=== Prompt ===
Scan the data beneath this task and copy each line that includes "NotConnected".

=== Data for this task ===
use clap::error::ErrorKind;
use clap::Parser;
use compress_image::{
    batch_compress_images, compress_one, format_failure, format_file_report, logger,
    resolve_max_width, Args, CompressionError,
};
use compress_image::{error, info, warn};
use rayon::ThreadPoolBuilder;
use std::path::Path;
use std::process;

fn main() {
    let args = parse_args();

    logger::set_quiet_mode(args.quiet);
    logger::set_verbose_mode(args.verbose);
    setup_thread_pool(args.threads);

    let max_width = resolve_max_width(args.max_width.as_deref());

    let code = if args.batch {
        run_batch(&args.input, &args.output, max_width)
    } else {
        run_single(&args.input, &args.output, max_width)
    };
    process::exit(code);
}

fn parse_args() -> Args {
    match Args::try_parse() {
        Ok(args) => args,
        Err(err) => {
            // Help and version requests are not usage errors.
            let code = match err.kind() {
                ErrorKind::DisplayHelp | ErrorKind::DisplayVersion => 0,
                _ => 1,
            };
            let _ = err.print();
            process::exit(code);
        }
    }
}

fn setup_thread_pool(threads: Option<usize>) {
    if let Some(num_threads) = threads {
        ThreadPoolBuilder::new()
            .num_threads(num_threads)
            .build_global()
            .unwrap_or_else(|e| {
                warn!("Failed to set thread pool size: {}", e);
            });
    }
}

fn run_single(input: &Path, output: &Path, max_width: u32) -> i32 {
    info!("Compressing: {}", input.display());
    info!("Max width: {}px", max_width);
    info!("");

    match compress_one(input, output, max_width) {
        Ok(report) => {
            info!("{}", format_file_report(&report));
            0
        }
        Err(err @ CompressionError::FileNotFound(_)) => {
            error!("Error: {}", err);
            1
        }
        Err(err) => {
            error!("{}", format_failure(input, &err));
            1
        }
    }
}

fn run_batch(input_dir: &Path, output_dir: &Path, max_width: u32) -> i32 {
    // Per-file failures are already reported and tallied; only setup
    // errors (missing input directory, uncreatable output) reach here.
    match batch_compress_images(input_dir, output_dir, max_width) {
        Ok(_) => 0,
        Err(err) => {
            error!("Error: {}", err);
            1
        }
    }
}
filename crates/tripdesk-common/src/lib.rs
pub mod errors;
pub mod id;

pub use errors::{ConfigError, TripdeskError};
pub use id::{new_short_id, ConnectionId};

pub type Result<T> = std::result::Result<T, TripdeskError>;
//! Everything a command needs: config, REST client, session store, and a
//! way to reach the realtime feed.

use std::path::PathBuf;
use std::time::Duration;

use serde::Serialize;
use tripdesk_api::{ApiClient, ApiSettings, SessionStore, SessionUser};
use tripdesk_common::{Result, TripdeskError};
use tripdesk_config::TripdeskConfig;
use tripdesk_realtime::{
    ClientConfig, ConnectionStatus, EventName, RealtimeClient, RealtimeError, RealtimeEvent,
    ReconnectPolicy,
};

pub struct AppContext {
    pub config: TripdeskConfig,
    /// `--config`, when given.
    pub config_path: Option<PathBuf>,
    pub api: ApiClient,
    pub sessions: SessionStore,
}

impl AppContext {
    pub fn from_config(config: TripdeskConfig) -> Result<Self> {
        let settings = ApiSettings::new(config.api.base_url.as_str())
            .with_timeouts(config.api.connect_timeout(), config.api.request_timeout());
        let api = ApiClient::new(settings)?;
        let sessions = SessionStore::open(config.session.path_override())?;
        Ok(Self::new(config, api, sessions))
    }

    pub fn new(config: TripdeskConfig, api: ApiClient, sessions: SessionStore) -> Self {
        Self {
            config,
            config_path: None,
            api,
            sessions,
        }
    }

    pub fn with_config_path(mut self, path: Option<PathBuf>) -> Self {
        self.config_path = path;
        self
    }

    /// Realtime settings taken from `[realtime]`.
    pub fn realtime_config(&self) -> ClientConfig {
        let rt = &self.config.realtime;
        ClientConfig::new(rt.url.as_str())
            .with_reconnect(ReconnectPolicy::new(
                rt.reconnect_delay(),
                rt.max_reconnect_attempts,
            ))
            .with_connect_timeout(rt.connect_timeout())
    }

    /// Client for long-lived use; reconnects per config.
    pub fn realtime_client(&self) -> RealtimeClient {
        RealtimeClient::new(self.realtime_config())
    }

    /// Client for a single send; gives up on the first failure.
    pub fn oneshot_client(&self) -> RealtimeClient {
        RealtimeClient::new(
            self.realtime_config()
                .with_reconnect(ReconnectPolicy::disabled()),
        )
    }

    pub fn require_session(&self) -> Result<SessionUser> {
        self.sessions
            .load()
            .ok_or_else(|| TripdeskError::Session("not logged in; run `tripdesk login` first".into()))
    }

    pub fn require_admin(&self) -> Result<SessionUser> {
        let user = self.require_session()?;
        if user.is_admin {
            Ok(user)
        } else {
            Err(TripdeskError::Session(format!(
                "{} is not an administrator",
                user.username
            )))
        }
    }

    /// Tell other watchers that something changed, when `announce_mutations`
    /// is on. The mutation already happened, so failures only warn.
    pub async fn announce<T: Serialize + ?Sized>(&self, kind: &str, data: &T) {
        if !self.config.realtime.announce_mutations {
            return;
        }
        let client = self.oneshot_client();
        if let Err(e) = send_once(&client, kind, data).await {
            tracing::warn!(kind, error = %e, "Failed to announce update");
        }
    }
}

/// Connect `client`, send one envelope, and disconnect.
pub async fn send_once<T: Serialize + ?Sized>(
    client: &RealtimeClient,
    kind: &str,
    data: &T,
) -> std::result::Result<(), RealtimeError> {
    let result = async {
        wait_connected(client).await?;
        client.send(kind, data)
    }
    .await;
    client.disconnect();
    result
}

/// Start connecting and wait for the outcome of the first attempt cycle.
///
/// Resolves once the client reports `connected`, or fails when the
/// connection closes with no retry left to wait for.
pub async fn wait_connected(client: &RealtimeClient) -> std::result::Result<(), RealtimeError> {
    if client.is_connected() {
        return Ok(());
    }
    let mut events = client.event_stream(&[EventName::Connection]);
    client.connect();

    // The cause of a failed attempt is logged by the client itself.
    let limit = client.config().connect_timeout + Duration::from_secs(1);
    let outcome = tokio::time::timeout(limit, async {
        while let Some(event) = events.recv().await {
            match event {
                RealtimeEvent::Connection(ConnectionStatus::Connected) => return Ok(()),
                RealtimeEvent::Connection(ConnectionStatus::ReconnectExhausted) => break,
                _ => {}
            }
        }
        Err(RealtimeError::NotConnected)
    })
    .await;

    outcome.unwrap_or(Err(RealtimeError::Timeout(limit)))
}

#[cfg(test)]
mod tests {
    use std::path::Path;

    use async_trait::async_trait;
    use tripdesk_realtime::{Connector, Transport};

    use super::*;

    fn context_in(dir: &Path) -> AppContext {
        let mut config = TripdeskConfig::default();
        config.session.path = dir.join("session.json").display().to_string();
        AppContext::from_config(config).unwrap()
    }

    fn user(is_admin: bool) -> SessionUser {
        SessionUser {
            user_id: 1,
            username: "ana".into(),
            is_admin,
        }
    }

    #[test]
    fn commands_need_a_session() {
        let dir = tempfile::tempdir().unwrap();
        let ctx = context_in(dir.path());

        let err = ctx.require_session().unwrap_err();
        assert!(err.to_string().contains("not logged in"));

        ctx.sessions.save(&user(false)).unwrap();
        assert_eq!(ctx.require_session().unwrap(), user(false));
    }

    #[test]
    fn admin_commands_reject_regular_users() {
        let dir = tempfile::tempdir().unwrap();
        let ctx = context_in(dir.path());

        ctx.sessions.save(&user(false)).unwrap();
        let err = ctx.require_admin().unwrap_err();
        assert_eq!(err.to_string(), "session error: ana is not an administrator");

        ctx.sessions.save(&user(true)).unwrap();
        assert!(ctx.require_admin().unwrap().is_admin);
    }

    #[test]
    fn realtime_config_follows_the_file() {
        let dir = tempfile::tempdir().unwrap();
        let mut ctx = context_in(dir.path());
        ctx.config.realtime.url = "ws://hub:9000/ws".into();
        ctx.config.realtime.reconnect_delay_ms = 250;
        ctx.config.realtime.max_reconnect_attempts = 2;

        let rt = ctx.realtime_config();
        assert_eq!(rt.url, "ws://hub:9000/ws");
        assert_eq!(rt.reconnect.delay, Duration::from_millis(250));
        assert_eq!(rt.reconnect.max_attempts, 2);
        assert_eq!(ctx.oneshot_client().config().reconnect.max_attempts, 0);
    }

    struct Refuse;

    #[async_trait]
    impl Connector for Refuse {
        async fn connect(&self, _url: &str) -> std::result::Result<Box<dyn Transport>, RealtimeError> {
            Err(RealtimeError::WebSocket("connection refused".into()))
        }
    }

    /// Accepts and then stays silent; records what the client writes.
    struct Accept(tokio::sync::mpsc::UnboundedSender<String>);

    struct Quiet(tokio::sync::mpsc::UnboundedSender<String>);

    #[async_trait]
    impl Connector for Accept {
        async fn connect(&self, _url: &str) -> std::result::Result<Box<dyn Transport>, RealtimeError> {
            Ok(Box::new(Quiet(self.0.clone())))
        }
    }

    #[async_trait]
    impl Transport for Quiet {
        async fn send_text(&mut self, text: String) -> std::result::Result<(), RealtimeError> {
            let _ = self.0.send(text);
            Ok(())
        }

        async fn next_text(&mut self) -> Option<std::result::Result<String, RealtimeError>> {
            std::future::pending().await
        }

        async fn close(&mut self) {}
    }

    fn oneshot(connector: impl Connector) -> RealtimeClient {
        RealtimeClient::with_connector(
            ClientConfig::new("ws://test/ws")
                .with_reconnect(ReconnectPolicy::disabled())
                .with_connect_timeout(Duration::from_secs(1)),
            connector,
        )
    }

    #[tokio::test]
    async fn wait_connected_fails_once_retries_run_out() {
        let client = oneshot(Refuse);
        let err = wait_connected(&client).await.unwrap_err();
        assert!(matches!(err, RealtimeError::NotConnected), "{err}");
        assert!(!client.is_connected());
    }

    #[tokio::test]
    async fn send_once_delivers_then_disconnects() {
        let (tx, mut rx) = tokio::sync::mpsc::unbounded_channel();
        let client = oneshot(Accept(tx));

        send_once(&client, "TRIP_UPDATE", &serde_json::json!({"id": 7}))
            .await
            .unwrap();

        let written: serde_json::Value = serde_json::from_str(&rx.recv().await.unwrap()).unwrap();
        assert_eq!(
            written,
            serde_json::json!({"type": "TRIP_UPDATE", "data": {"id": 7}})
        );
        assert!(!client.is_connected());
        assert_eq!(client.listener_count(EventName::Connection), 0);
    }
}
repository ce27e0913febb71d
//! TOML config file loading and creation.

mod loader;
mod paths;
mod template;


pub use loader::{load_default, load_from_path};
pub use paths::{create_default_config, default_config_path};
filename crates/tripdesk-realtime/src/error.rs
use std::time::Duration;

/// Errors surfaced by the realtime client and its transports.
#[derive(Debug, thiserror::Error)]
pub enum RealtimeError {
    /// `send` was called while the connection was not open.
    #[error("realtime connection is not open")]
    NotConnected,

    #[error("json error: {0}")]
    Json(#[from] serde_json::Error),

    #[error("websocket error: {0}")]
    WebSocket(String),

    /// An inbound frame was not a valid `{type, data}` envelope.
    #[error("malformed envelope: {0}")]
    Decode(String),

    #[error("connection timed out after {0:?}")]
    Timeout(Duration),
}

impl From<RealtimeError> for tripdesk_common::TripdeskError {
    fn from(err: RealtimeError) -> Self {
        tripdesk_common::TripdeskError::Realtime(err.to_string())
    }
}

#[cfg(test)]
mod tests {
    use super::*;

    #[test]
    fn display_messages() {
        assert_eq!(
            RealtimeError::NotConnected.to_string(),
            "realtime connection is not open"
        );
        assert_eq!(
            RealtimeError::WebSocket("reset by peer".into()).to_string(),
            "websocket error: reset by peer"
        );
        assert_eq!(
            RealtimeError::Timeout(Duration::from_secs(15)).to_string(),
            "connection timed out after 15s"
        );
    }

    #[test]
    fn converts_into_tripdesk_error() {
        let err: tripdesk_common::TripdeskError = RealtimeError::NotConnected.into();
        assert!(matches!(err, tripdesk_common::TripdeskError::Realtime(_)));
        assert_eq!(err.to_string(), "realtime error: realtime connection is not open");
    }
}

...

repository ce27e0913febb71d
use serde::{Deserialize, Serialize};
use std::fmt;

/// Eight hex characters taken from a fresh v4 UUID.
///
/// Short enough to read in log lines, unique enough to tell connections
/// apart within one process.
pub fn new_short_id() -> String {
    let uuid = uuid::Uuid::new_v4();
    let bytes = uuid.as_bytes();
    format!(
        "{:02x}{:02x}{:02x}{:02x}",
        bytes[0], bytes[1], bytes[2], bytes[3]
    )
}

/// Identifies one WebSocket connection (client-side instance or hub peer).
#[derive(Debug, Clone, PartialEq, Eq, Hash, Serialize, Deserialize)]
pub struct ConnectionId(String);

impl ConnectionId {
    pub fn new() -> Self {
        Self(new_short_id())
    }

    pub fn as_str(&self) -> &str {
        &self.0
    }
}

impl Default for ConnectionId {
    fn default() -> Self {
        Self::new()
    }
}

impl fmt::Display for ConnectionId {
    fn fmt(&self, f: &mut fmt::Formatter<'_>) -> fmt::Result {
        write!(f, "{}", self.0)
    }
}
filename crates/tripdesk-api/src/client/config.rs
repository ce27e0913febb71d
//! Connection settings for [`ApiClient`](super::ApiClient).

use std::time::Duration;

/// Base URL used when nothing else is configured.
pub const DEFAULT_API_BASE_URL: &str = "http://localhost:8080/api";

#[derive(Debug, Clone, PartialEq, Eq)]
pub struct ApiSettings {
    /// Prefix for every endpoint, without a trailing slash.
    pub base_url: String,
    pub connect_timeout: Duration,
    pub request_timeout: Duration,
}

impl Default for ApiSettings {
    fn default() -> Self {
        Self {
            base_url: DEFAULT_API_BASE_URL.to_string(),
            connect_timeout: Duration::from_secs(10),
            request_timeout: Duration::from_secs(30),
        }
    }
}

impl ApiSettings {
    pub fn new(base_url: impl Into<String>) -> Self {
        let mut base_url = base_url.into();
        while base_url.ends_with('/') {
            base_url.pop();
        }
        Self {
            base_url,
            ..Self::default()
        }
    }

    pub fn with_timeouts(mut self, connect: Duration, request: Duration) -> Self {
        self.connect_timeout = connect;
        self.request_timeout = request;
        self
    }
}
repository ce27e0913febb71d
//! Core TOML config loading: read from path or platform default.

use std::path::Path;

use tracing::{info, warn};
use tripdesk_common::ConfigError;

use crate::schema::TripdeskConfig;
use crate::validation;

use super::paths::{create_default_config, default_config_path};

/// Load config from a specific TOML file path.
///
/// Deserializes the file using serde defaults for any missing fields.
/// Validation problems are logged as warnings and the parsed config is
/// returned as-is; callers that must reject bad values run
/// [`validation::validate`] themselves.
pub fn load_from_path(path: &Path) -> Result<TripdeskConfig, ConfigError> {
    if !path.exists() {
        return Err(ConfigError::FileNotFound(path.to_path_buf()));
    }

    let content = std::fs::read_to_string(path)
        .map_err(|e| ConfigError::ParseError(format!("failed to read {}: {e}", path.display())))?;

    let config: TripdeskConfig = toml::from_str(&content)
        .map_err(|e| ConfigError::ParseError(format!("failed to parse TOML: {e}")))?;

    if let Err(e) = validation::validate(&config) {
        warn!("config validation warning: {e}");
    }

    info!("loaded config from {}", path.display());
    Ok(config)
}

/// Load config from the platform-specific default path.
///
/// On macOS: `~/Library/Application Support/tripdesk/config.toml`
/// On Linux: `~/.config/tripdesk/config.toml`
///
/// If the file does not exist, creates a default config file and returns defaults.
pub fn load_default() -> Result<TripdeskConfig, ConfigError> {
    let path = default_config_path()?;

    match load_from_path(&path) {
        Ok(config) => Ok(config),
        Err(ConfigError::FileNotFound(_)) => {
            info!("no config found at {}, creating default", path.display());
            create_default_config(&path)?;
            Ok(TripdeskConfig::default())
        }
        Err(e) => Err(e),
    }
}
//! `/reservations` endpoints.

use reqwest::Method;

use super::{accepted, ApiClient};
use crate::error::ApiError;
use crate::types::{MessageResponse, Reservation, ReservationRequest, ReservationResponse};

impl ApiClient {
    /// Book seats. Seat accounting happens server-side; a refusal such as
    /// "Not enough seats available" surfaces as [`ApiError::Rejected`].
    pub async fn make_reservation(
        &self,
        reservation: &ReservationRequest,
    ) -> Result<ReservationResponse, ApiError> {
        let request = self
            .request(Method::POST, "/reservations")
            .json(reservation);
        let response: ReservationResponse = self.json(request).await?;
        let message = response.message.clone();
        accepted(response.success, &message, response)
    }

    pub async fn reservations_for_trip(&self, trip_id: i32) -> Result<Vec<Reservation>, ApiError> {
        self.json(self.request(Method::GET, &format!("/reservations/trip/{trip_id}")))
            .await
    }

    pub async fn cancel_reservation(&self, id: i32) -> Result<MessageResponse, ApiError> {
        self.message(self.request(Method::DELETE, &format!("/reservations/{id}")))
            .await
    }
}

=== Reply ===
        Err(RealtimeError::NotConnected)
        assert!(matches!(err, RealtimeError::NotConnected), "{err}");
    NotConnected,
            RealtimeError::NotConnected.to_string(),
        let err: tripdesk_common::TripdeskError = RealtimeError::NotConnected.into();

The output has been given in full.